--- Records ---
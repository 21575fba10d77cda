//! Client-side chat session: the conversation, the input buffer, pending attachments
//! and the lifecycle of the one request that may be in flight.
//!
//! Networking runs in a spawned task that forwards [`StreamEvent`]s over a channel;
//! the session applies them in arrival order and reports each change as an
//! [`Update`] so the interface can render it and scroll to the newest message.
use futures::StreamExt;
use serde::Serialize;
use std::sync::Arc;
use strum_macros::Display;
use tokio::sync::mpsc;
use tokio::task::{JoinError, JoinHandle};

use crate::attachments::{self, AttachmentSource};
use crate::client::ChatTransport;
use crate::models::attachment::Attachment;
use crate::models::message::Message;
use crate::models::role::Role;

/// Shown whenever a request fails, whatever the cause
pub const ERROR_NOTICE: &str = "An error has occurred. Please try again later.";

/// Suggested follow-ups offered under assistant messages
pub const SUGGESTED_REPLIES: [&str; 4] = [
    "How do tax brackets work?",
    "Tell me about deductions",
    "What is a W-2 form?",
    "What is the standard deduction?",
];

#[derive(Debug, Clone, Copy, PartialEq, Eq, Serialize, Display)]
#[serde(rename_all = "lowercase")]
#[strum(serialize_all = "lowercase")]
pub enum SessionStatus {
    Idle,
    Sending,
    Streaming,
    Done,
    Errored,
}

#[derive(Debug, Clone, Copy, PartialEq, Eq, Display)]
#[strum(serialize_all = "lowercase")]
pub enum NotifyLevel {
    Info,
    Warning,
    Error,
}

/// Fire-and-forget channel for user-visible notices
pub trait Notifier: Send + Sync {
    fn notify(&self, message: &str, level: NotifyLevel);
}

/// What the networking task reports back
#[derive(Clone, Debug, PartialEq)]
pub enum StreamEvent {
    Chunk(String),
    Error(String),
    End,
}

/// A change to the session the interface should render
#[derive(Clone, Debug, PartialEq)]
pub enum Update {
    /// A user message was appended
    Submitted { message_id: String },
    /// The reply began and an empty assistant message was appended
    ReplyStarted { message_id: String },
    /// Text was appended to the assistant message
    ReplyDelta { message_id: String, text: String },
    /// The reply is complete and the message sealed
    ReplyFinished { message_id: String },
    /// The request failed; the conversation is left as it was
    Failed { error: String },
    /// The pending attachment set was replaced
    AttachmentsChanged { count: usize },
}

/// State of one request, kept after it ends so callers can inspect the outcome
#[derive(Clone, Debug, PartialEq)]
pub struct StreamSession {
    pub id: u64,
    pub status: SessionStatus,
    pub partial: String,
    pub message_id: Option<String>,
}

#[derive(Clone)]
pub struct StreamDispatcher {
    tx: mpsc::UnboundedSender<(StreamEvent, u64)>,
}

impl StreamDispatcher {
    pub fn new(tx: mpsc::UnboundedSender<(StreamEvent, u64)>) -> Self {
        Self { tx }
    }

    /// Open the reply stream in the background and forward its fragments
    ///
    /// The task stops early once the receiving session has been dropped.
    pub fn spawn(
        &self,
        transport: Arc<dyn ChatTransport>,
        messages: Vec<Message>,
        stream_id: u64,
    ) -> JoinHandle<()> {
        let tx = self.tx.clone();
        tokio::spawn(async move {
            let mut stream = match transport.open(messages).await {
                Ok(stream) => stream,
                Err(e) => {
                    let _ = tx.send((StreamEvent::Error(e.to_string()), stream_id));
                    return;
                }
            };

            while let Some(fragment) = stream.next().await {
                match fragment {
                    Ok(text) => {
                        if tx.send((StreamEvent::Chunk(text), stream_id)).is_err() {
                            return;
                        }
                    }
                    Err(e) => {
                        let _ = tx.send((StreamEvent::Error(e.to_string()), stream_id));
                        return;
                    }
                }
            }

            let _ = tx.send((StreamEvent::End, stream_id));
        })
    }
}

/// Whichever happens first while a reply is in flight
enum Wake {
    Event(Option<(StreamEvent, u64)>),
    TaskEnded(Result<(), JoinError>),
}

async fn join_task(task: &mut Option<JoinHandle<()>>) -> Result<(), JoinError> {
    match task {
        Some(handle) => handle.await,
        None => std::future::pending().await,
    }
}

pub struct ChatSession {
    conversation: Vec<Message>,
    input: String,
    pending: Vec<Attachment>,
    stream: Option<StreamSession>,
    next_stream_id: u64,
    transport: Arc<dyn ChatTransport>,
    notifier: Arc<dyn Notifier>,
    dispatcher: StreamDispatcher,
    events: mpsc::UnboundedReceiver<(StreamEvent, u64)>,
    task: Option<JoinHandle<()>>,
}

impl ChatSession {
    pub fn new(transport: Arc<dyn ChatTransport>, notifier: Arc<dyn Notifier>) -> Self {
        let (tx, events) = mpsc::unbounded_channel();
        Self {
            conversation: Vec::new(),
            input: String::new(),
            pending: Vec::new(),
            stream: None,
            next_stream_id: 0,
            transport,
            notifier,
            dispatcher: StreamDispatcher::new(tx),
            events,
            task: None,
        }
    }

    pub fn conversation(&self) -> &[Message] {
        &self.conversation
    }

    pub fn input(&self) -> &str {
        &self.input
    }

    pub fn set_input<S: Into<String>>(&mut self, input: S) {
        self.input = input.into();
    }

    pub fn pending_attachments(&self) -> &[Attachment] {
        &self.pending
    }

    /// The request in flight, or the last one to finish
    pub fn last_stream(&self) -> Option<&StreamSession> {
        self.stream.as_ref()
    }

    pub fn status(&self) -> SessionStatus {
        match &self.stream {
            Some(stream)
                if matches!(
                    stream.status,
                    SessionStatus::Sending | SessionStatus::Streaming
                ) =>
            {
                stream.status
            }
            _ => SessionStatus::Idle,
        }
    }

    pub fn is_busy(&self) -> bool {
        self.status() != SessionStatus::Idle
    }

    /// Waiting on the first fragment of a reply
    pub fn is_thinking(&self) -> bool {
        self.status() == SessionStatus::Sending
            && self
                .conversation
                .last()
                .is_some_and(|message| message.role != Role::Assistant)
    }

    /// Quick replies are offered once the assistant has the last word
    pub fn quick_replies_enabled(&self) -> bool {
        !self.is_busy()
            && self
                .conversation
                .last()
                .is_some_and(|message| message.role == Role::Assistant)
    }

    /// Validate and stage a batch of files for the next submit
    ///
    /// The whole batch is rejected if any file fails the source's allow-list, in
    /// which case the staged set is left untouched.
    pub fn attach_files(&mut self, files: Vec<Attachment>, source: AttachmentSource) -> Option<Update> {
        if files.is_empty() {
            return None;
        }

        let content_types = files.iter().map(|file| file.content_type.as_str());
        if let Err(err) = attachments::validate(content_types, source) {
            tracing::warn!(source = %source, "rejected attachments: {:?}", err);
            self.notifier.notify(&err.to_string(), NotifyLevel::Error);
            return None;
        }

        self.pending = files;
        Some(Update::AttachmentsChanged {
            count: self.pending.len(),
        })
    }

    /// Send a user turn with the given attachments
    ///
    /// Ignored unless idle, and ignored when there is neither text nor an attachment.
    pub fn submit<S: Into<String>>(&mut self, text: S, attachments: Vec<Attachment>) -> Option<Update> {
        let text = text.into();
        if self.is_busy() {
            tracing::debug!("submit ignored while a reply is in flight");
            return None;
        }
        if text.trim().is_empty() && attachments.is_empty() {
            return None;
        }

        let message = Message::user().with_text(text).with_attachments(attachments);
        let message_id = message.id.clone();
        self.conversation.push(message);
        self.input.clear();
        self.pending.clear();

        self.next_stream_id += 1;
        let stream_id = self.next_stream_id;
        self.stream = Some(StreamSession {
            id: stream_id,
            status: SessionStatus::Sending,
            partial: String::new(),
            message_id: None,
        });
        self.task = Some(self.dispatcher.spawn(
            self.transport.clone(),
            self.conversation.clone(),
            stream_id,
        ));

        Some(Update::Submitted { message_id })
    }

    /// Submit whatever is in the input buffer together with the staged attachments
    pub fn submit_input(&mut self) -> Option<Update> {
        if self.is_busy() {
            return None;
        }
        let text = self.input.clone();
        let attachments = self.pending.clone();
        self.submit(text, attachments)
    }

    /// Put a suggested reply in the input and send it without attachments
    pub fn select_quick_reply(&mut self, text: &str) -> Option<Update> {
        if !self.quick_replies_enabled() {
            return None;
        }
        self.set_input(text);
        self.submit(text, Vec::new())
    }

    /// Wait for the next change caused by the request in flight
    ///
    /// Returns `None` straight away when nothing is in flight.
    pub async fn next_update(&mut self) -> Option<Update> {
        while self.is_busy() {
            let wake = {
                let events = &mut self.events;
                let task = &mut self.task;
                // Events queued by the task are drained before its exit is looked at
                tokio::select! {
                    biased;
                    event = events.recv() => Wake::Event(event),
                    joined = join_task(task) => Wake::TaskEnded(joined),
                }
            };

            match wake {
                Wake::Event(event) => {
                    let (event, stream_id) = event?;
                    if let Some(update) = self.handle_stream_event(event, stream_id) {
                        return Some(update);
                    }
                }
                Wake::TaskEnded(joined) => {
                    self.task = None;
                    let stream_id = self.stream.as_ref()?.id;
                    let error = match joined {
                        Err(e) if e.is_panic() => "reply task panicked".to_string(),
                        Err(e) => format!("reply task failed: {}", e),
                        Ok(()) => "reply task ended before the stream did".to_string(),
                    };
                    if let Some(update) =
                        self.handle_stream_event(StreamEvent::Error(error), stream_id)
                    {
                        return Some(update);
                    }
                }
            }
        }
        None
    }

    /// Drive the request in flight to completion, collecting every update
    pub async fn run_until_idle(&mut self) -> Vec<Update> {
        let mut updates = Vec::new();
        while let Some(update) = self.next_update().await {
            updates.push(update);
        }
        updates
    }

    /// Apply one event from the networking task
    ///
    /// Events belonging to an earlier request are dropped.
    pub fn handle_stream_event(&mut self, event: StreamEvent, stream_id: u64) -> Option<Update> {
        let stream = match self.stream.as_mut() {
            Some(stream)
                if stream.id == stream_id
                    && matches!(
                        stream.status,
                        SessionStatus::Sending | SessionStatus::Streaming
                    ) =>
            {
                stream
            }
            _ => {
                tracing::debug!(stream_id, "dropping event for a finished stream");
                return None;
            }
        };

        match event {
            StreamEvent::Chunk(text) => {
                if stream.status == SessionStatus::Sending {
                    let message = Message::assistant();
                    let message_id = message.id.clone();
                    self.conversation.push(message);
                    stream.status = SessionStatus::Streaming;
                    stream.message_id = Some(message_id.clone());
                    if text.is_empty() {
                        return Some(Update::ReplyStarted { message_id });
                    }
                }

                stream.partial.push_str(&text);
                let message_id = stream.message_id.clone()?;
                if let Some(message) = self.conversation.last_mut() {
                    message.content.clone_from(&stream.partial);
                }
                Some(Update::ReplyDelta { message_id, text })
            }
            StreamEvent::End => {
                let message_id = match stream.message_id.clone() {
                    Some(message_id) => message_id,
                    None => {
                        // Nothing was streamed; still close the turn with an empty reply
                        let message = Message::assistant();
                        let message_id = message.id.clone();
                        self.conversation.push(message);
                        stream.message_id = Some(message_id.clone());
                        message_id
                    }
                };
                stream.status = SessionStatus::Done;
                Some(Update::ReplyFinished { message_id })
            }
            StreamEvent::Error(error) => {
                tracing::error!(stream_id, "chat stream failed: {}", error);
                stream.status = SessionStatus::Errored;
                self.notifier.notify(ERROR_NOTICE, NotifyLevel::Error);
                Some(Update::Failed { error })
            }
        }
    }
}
---
--- Records ---
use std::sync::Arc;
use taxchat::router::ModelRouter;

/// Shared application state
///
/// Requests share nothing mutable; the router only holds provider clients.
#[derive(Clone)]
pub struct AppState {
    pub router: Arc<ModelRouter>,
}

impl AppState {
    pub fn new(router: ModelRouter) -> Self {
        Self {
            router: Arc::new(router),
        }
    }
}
---
--- Records ---
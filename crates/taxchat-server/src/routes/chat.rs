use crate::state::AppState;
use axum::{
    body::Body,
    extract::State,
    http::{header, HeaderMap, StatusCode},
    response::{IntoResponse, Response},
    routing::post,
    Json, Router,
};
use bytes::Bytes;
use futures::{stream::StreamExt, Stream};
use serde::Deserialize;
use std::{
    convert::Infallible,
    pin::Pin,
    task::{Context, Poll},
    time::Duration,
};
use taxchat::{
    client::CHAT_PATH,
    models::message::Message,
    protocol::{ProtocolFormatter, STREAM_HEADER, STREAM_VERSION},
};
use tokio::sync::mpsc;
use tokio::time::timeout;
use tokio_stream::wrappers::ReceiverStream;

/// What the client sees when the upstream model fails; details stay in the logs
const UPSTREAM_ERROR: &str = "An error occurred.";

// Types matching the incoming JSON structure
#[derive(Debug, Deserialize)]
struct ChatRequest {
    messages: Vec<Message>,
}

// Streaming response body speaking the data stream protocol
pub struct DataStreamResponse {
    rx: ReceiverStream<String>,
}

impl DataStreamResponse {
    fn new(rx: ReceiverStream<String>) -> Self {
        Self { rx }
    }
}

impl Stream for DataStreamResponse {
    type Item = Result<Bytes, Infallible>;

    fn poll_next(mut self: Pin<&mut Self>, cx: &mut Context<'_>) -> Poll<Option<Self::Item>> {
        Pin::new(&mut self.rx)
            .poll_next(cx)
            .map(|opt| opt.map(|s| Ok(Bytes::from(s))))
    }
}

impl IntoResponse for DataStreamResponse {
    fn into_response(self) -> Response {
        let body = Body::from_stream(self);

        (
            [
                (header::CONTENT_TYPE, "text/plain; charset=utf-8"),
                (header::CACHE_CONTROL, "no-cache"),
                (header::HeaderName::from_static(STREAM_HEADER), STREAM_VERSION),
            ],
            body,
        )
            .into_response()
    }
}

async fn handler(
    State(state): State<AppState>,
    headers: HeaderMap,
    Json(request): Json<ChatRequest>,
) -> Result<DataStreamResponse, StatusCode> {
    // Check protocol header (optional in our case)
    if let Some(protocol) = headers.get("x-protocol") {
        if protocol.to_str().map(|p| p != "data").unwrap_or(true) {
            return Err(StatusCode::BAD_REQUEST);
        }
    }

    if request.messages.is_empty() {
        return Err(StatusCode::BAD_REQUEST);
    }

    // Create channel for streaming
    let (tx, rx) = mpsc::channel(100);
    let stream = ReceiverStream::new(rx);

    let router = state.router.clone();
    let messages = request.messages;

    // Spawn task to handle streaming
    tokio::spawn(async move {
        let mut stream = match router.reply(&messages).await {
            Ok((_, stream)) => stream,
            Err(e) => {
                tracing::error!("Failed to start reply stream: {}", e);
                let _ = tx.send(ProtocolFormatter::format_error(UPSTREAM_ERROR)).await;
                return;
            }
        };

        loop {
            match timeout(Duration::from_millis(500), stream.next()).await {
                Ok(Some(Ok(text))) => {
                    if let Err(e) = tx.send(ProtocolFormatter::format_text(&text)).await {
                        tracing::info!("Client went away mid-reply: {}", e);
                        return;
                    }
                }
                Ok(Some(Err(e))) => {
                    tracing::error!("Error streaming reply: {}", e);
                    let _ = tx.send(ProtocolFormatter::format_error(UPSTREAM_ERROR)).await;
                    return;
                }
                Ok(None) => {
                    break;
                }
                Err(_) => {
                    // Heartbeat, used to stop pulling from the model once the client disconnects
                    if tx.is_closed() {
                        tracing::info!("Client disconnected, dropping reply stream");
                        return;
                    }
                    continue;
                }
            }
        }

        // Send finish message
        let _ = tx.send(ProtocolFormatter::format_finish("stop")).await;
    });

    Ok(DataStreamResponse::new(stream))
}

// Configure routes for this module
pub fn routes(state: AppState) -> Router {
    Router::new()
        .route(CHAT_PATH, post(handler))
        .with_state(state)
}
---
# What you have to do
Begin with the line above that has "pub struct StreamSession" and continue through the line that has "if tx.send((StreamEvent::Chunk(text), stream_id)).is_err()", setting each one down exactly. Stop there.

# Reply to the task
pub struct StreamSession {
    pub id: u64,
    pub status: SessionStatus,
    pub partial: String,
    pub message_id: Option<String>,
}

#[derive(Clone)]
pub struct StreamDispatcher {
    tx: mpsc::UnboundedSender<(StreamEvent, u64)>,
}

impl StreamDispatcher {
    pub fn new(tx: mpsc::UnboundedSender<(StreamEvent, u64)>) -> Self {
        Self { tx }
    }

    /// Open the reply stream in the background and forward its fragments
    ///
    /// The task stops early once the receiving session has been dropped.
    pub fn spawn(
        &self,
        transport: Arc<dyn ChatTransport>,
        messages: Vec<Message>,
        stream_id: u64,
    ) -> JoinHandle<()> {
        let tx = self.tx.clone();
        tokio::spawn(async move {
            let mut stream = match transport.open(messages).await {
                Ok(stream) => stream,
                Err(e) => {
                    let _ = tx.send((StreamEvent::Error(e.to_string()), stream_id));
                    return;
                }
            };

            while let Some(fragment) = stream.next().await {
                match fragment {
                    Ok(text) => {
                        if tx.send((StreamEvent::Chunk(text), stream_id)).is_err() {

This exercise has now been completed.